New PS4 Specs Leak, Hint At Tantalizing Possibilities
According to Kotaku, the latest dev kits for Sony's PS4 contain:
- 8GB of video RAM
- 2.2GB of GPU memory
- 4x "Dual-Core Bulldozers" (this is nonsensical as written but presumably refers to BD's "dual-module" design)
- GPU: AMD R10xx (aka GCN, aka the Radeon HD 7000 family)
EuroGamer, meanwhile, says that the new device is built around an eight-core "Jaguar" CPU married to a cutdown variant of the 7970M. That makes sense as far as floating point targets are concerned (the PS4 is reportedly capable of 1.84TFLOP of single-precision math.)
Here's another entry in the "Oh God, please don't make it look like that" competition
According to EuroGamer, the PS4 will contain a second module that's designed to function as a dedicated GPU compute node for offloading physics calculations, GPU cloth, or other material interactions that are sometimes handled in hardware by Nvidia's PhysX. Including a second module for these sorts of tasks actually makes a lot of sense if the Jaguar rumor is accurate.
Jaguar, if you recall, is the follow-up to AMD's Brazos. Brazos was a well-balanced low-power architecture that's capable of decoding two instructions per clock cycle and has a short pipeline for execution efficiency. AMD estimates that Kabini, its quad-core follow-up to Brazos, will outperform the older 40nm chip by 15% clock-for-clock, with the quad-core SoC beating its dual-core predecessor by up to 50%.
That's a great achievement for a netbook, notebook, or tablet. As a CPU destined to sit at the heart of a console for 4-6 years, it's a bit underwhelming. Opting for a second compute module is one way Sony could have boosted the PS4's overall performance while sticking with a relatively svelte SoC at the heart of the device.
Rumor currently suggests a PS4 with 4GB of RAM total, but that it'll use 4GB of DDR5 rather than the Xbox Durango's 8GB of DDR3.
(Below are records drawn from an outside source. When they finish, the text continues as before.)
// vkscheme: Xcode scheme patcher for Vulkan loader paths
//
// SPDX-FileCopyrightText: 2026 Romeo Ahmed
// SPDX-License-Identifier: GPL-3.0-or-later

//! Log capture for generator tests.

use std::future::Future;
use std::io::Write;
use std::sync::{Arc, Mutex};

use tracing::Level;

/// Shared sink the test subscriber writes formatted events into.
#[derive(Clone, Default)]
struct LogSink(Arc<Mutex<Vec<u8>>>);

impl LogSink {
    fn contents(&self) -> String {
        String::from_utf8_lossy(&self.0.lock().unwrap()).into_owned()
    }
}

impl Write for LogSink {
    fn write(&mut self, buf: &[u8]) -> std::io::Result<usize> {
        self.0.lock().unwrap().extend_from_slice(buf);
        Ok(buf.len())
    }

    fn flush(&mut self) -> std::io::Result<()> {
        Ok(())
    }
}

/// Awaits `fut` with an INFO subscriber installed on this thread.
///
/// Returns the future's output and the captured lines, trimmed, without
/// time, level or target.
pub(super) async fn capture_logs<F: Future>(fut: F) -> (F::Output, String) {
    let sink = LogSink::default();
    let writer = sink.clone();
    let subscriber = tracing_subscriber::fmt()
        .with_writer(move || writer.clone())
        .with_max_level(Level::INFO)
        .with_ansi(false)
        .without_time()
        .with_target(false)
        .with_level(false)
        .finish();

    let output = {
        let _guard = tracing::subscriber::set_default(subscriber);
        fut.await
    };

    let logs = sink
        .contents()
        .lines()
        .map(str::trim)
        .collect::<Vec<_>>()
        .join("\n");
    (output, logs)
}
Ultimately, we still suggest taking these specs with a substantial grain of salt. AMD's conference call yesterday revealed that the company believes custom SoC work -- that means consoles -- will account for up to 20% of its revenue by the end of 2013. It's a given that the company has done custom work for both Microsoft and Sony on these projects, but exactly how those resources are allocated to developers and how flexible the systems are to program will determine a great deal of consumer uptake.